== EXERCISE PROMPT ==
Count up the lines below that include the string "align" and report the number by itself.

== TASK INPUT ==
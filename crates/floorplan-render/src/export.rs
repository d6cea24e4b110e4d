//! Download and print artefacts.
//!
//! Three outputs share one naming scheme:
//!
//! | Output            | File              | Builder                     |
//! |-------------------|-------------------|-----------------------------|
//! | Raster image      | `{stem}.png`      | [`RasterComposition`]       |
//! | Vector drawing    | `{stem}.svg`      | [`crate::svg::render_svg`]  |
//! | Print document    | `{stem}.html`     | [`print_document`]          |

use std::fmt::Write;

use serde::{Deserialize, Serialize};

use floorplan_logic::{FloorPlan, GenerationRequest};

use crate::svg::{escape_xml, num, write_scene, SceneStyle};

/// File stem used when the project has no name.
pub const DEFAULT_STEM: &str = "kat-plani";

/// Header title used when the project has no name.
pub const DEFAULT_TITLE: &str = "Kat Planı";

/// Delay before the print dialog opens, so the scene has laid out.
pub const PRINT_DELAY_MS: u32 = 500;

// ── File names ─────────────────────────────────────────────────────────

/// Characters that cannot appear in a file name on common platforms.
const RESERVED_CHARS: &[char] = &['/', '\\', ':', '*', '?', '"', '<', '>', '|'];

/// Trim, collapse whitespace runs to `-`, replace path separators and other
/// reserved characters with `-`, fall back to [`DEFAULT_STEM`].
///
/// The result is always a single path component.
pub fn export_stem(project_name: &str) -> String {
    let stem: String = project_name
        .split_whitespace()
        .collect::<Vec<_>>()
        .join("-")
        .chars()
        .map(|c| {
            if RESERVED_CHARS.contains(&c) || c.is_control() {
                '-'
            } else {
                c
            }
        })
        .collect();
    if stem.is_empty() {
        DEFAULT_STEM.to_string()
    } else {
        stem
    }
}

pub fn png_file_name(project_name: &str) -> String {
    format!("{}.png", export_stem(project_name))
}

pub fn svg_file_name(project_name: &str) -> String {
    format!("{}.svg", export_stem(project_name))
}

pub fn print_file_name(project_name: &str) -> String {
    format!("{}.html", export_stem(project_name))
}

// ── Header text ────────────────────────────────────────────────────────

/// "Daire Tipi: 2+1 | Toplam Alan: 100 m² | Cephe: 1 yön"
pub fn specs_line(request: &GenerationRequest) -> String {
    format!(
        "Daire Tipi: {} | Toplam Alan: {} m² | Cephe: {} yön",
        request.apartment_type, request.total_area, request.street_facing
    )
}

/// Title block printed above the plan on every export.
#[derive(Debug, Clone, PartialEq, Eq, Serialize, Deserialize)]
pub struct PlanHeader {
    pub title: String,
    pub specs: String,
    /// Pre-formatted generation time; formatting belongs to the caller.
    pub timestamp: String,
}

impl PlanHeader {
    pub fn new(project_name: &str, request: &GenerationRequest, timestamp: impl Into<String>) -> Self {
        let title = project_name.trim();
        Self {
            title: if title.is_empty() {
                DEFAULT_TITLE.to_string()
            } else {
                title.to_string()
            },
            specs: specs_line(request),
            timestamp: timestamp.into(),
        }
    }
}

// ── Print document ─────────────────────────────────────────────────────

const PRINT_STYLE: &str = "\
body { font-family: Arial, sans-serif; margin: 20px; color: #2c3e50; }
.header { text-align: center; margin-bottom: 20px; border-bottom: 2px solid #2c3e50; padding-bottom: 10px; }
.header h1 { margin: 0 0 8px 0; }
.header p { margin: 4px 0; }
.plan-container { text-align: center; }
.plan-container svg { max-width: 100%; height: auto; }
@media print { body { margin: 0; } }";

/// Standalone HTML page that prints itself after [`PRINT_DELAY_MS`].
pub fn print_document(plan: &FloorPlan, header: &PlanHeader) -> String {
    let svg = crate::svg::render_svg(plan, &SceneStyle::default());
    let title = escape_xml(&header.title);

    let mut out = String::with_capacity(svg.len() + 1024);
    let _ = writeln!(out, "<!DOCTYPE html>");
    let _ = writeln!(out, r#"<html lang="tr">"#);
    let _ = writeln!(out, "<head>");
    let _ = writeln!(out, r#"<meta charset="utf-8">"#);
    let _ = writeln!(out, "<title>{}</title>", title);
    let _ = writeln!(out, "<style>\n{}\n</style>", PRINT_STYLE);
    let _ = writeln!(out, "</head>");
    let _ = writeln!(out, "<body>");
    let _ = writeln!(out, r#"<div class="header">"#);
    let _ = writeln!(out, "<h1>{}</h1>", title);
    let _ = writeln!(out, "<p>{}</p>", escape_xml(&header.specs));
    let _ = writeln!(
        out,
        "<p>Oluşturulma Tarihi: {}</p>",
        escape_xml(&header.timestamp)
    );
    let _ = writeln!(out, "</div>");
    let _ = writeln!(out, r#"<div class="plan-container">"#);
    out.push_str(&svg);
    let _ = writeln!(out, "</div>");
    let _ = writeln!(
        out,
        "<script>window.onload = function () {{ setTimeout(function () {{ window.print(); }}, {}); }};</script>",
        PRINT_DELAY_MS
    );
    let _ = writeln!(out, "</body>");
    let _ = writeln!(out, "</html>");
    out
}

// ── Raster composition ─────────────────────────────────────────────────

/// Placed text on the raster canvas.
#[derive(Debug, Clone, PartialEq, Serialize, Deserialize)]
pub struct TextOverlay {
    pub text: String,
    pub x: f64,
    pub y: f64,
    pub font_size: f64,
    pub bold: bool,
}

/// Where the plan lands on the raster canvas.
#[derive(Debug, Clone, Copy, PartialEq, Serialize, Deserialize)]
pub struct PlanRegion {
    pub x: f64,
    pub y: f64,
    pub scale: f64,
}

/// Fixed-size image: white background, scaled plan, header text.
#[derive(Debug, Clone, PartialEq, Serialize, Deserialize)]
pub struct RasterComposition {
    pub width: u32,
    pub height: u32,
    pub background: String,
    pub plan: PlanRegion,
    pub overlays: Vec<TextOverlay>,
}

mod raster {
    pub const WIDTH: u32 = 800;
    pub const HEIGHT: u32 = 600;
    pub const MARGIN_X: f64 = 50.0;
    pub const PLAN_TOP: f64 = 100.0;
    pub const PLAN_BOTTOM: f64 = 540.0;
    pub const TITLE_Y: f64 = 40.0;
    pub const SPECS_Y: f64 = 70.0;
    pub const TIMESTAMP_Y: f64 = 575.0;
}

impl RasterComposition {
    /// Lay out the plan and header on the 800×600 canvas.
    pub fn compose(plan: &FloorPlan, header: &PlanHeader) -> Self {
        let width = raster::WIDTH as f64;
        let region_w = width - 2.0 * raster::MARGIN_X;
        let region_h = raster::PLAN_BOTTOM - raster::PLAN_TOP;

        let scale = if plan.canvas_width > 0.0 && plan.canvas_height > 0.0 {
            (region_w / plan.canvas_width).min(region_h / plan.canvas_height)
        } else {
            1.0
        };
        let x = raster::MARGIN_X + (region_w - plan.canvas_width * scale) / 2.0;
        let y = raster::PLAN_TOP + (region_h - plan.canvas_height * scale) / 2.0;

        let centre = width / 2.0;
        let overlays = vec![
            TextOverlay {
                text: header.title.clone(),
                x: centre,
                y: raster::TITLE_Y,
                font_size: 24.0,
                bold: true,
            },
            TextOverlay {
                text: header.specs.clone(),
                x: centre,
                y: raster::SPECS_Y,
                font_size: 14.0,
                bold: false,
            },
            TextOverlay {
                text: format!("Oluşturulma Tarihi: {}", header.timestamp),
                x: centre,
                y: raster::TIMESTAMP_Y,
                font_size: 12.0,
                bold: false,
            },
        ];

        Self {
            width: raster::WIDTH,
            height: raster::HEIGHT,
            background: "#ffffff".to_string(),
            plan: PlanRegion { x, y, scale },
            overlays,
        }
    }

    /// The composition as one SVG document, ready to rasterize.
    pub fn to_svg(&self, plan: &FloorPlan) -> String {
        let mut out = String::with_capacity(4096);
        let _ = writeln!(
            out,
            r#"<svg xmlns="http://www.w3.org/2000/svg" viewBox="0 0 {w} {h}" width="{w}" height="{h}">"#,
            w = self.width,
            h = self.height
        );
        let _ = writeln!(
            out,
            r#"<rect width="{}" height="{}" fill="{}"/>"#,
            self.width, self.height, self.background
        );
        let _ = writeln!(
            out,
            r#"<g transform="translate({}, {}) scale({})">"#,
            num(self.plan.x),
            num(self.plan.y),
            self.plan.scale
        );
        write_scene(&mut out, plan, &SceneStyle::default());
        out.push_str("</g>\n");
        for t in &self.overlays {
            let _ = writeln!(
                out,
                r##"<text x="{}" y="{}" text-anchor="middle" font-family="Arial, sans-serif" font-size="{}"{} fill="#2c3e50">{}</text>"##,
                num(t.x),
                num(t.y),
                num(t.font_size),
                if t.bold { r#" font-weight="bold""# } else { "" },
                escape_xml(&t.text)
            );
        }
        out.push_str("</svg>\n");
        out
    }
}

== ANSWER SPACE ==
2